Each line below from the one containing "the whole file." through the one containing "let body = self.error_body(&mut" should be output exactly as it stands, and no other line should appear.

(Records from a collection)
┄┄┄┄┄┄
#[async_trait]
impl<C: HttpClient> RemoteStore for HttpRemote<C> {
    async fn fetch_manifest(
        &self,
        thread_id: &str,
        cursor: Option<&SyncCursor>,
        limit: u32,
    ) -> SyncResult<ManifestPage> {
        let limit = limit.to_string();
        let mut query = vec![("limit", limit.as_str())];
        if let Some(cursor) = cursor {
            query.insert(0, ("cursor", cursor.as_str()));
        }
        let request = HttpRequest::new(HttpMethod::Get, self.url(thread_id, "/manifest", &query))
            .header("Accept", "application/json");

        let response = self.execute(request).await?;
        if !response.is_success() {
            return Err(error_for_status(
                response.status,
                &response.headers,
                &response.body,
            ));
        }
        Ok(ManifestPage::parse(&response.body)?)
    }

    async fn download(
        &self,
        thread_id: &str,
        path: &str,
        revision_id: Option<&str>,
        offset: u64,
    ) -> SyncResult<Download> {
        let mut query = vec![("path", path)];
        if let Some(revision_id) = revision_id {
            query.push(("revisionId", revision_id));
        }
        let mut request =
            HttpRequest::new(HttpMethod::Get, self.url(thread_id, "/content", &query));
        if offset > 0 {
            request = request.header("Range", range_header(offset));
        }

        let mut response = self.open(request).await?;
        let range = match response.status {
            206 => find_header(&response.headers, "content-range")
                .and_then(ContentRange::parse)
                .ok_or_else(|| {
                    ProtocolError::invalid_field(
                        "Content-Range",
                        "missing or malformed on a partial response",
                    )
                })?,
            // Range ignored; the body is the whole file.
            200 => ContentRange::whole(
                find_header(&response.headers, "content-length")
                    .and_then(|v| v.trim().parse().ok()),
            ),
            status => {
                let body = self.error_body(&mut response.body).await;
                return Err(error_for_status(status, &response.headers, &body));
            }
        };
        Ok(Download {
            range,
            body: Box::new(HttpDownloadBody {
                body: response.body,
                idle_timeout: self.timeout,
            }),
        })
    }

    async fn upload_chunk(&self, chunk: &ChunkUpload) -> SyncResult<ChunkAck> {
        let tail = format!(
            "/uploads/{}/chunks/{}",
            urlencoding::encode(&chunk.upload_id),
            chunk.chunk_index
        );
        let total = chunk.total_chunks.to_string();
        let url = self.url(
            &chunk.thread_id,
            &tail,
            &[("path", chunk.path.as_str()), ("totalChunks", total.as_str())],
        );
        let request = HttpRequest::new(HttpMethod::Put, url)
            .header("Content-Type", "application/octet-stream")
            .header("X-Chunk-Sha256", chunk.chunk_sha256.clone())
            .header("Idempotency-Key", chunk.idempotency_key())
            .body(chunk.bytes.clone());

        let response = self.execute(request).await?;
        if !response.is_success() {
            return Err(error_for_status(
                response.status,
                &response.headers,
                &response.body,
            ));
        }
        Ok(ChunkAck::parse(&response.body, chunk.chunk_index)?)
    }

    async fn commit(&self, request: &CommitRequest) -> SyncResult<CommitOutcome> {
        let tail = format!(
            "/uploads/{}/commit",
            urlencoding::encode(&request.upload_id)
        );
        let body = serde_json::to_vec(request)
            .map_err(|e| ProtocolError::malformed("commit request", e.to_string()))?;
        let http = HttpRequest::new(HttpMethod::Post, self.url(&request.thread_id, &tail, &[]))
            .header("Content-Type", "application/json")
            .header("Idempotency-Key", request.idempotency_key())
            .body(body);

        let response = self.execute(http).await?;
        match response.status {
            409 | 412 => Ok(CommitOutcome::Conflict {
                current_revision_id: ErrorPayload::parse(&response.body)
                    .and_then(|p| p.current_revision_id()),
            }),
            status if (200..300).contains(&status) => {
                let parsed = CommitResponse::parse(&response.body)?;
                Ok(CommitOutcome::Committed {
                    revision_id: parsed.revision_id,
                })
            }
            status => Err(error_for_status(status, &response.headers, &response.body)),
        }
    }

    async fn delete(&self, request: &DeleteRequest) -> SyncResult<DeleteOutcome> {
        let url = self.url(&request.thread_id, "", &[("path", request.path.as_str())]);
        let mut http = HttpRequest::new(HttpMethod::Delete, url)
            .header("Idempotency-Key", request.idempotency_key.clone());
        if let Some(revision) = &request.if_match_revision_id {
            http = http.header("If-Match", revision.clone());
        }

        let response = self.execute(http).await?;
        match response.status {
            404 => Ok(DeleteOutcome::Deleted { revision_id: None }),
            409 | 412 => Ok(DeleteOutcome::Conflict {
                current_revision_id: ErrorPayload::parse(&response.body)
                    .and_then(|p| p.current_revision_id()),
            }),
            status if (200..300).contains(&status) => Ok(DeleteOutcome::Deleted {
                revision_id: DeleteResponse::parse(&response.body)?.revision_id,
            }),
            status => Err(error_for_status(status, &response.headers, &response.body)),
        }
    }
}
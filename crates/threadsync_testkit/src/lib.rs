//! # threadsync Testkit
//!
//! Test utilities for threadsync.
//!
//! This crate provides:
//! - A [`TestHarness`] wiring an engine to an in-memory remote, an on-disk
//!   state store and a temporary workspace
//! - Scripted fault plans for the in-memory remote
//! - Property-based generators for remote histories and local edits
//!
//! ## Usage
//!
//! ```rust,ignore
//! use threadsync_testkit::prelude::*;
//!
//! #[tokio::test]
//! async fn mirrors_remote() {
//!     let harness = TestHarness::new();
//!     harness.remote.put_file("a.txt", "hello");
//!     harness.engine().sync_now().await.unwrap();
//!     assert_eq!(harness.read_local("a.txt").unwrap(), b"hello");
//! }
//! ```

#![deny(unsafe_code)]
#![warn(missing_docs)]

pub mod faults;
pub mod fixtures;
pub mod generators;

/// Prelude module for convenient imports
pub mod prelude {
    pub use crate::faults::*;
    pub use crate::fixtures::*;
    pub use crate::generators::*;
}

pub use faults::*;
pub use fixtures::*;
pub use generators::*;
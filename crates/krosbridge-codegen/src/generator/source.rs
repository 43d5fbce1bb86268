//! One generated `.kt` file: package header, imports and simple-name bookkeeping.

use std::collections::BTreeMap;
use std::path::{Path, PathBuf};

use crate::kotlin::{ClassName, KotlinType, escape_identifier};

pub const SOURCE_EXTENSION: &str = "kt";

/// Dotted name with every segment keyword-escaped
fn escape_qualified(name: &str) -> String {
    name.split('.')
        .map(escape_identifier)
        .collect::<Vec<_>>()
        .join(".")
}

/// Location of the source file declaring `class` beneath `root`
pub fn source_path(root: &Path, class: &ClassName) -> PathBuf {
    let mut path = root.to_path_buf();
    for segment in class.package.split('.').filter(|s| !s.is_empty()) {
        path.push(segment);
    }
    path.push(format!("{}.{}", class.simple, SOURCE_EXTENSION));
    path
}

/// Source file declaring exactly one top-level class.
///
/// Every referenced class outside the file's package is imported explicitly,
/// `kotlin.*` included, so that same-package declarations never shadow it.
/// A simple name already bound to another class is written fully qualified.
pub struct KotlinFile {
    class: ClassName,
    names: BTreeMap<String, ClassName>,
}

impl KotlinFile {
    pub fn new(class: ClassName) -> Self {
        let mut names = BTreeMap::new();
        names.insert(class.simple.clone(), class.clone());
        Self { class, names }
    }

    pub fn class(&self) -> &ClassName {
        &self.class
    }

    /// Name to write for `class` in this file's body
    pub fn name(&mut self, class: &ClassName) -> String {
        if class.package.is_empty() {
            return escape_identifier(&class.simple);
        }
        match self.names.get(&class.simple) {
            Some(bound) if bound == class => escape_identifier(&class.simple),
            Some(_) => escape_qualified(&class.canonical()),
            None => {
                self.names.insert(class.simple.clone(), class.clone());
                escape_identifier(&class.simple)
            }
        }
    }

    pub fn type_name(&mut self, ty: &KotlinType) -> String {
        ty.render_with(&mut |class| self.name(class))
    }

    /// Sorted import list
    pub fn imports(&self) -> Vec<String> {
        let mut imports: Vec<String> = self
            .names
            .values()
            .filter(|class| !class.package.is_empty() && class.package != self.class.package)
            .map(|class| escape_qualified(&class.canonical()))
            .collect();
        imports.sort();
        imports
    }

    /// Complete file contents around an already rendered body
    pub fn finish(&self, body: &str) -> String {
        let mut out = String::new();
        if !self.class.package.is_empty() {
            out.push_str(&format!("package {}\n\n", escape_qualified(&self.class.package)));
        }
        let imports = self.imports();
        for import in &imports {
            out.push_str(&format!("import {}\n", import));
        }
        if !imports.is_empty() {
            out.push('\n');
        }
        out.push_str(body);
        out
    }
}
┄┄┄┄┄┄
- REPLY:
            // Range ignored; the body is the whole file.
            200 => ContentRange::whole(
                find_header(&response.headers, "content-length")
                    .and_then(|v| v.trim().parse().ok()),
            ),
            status => {
                let body = self.error_body(&mut response.body).await;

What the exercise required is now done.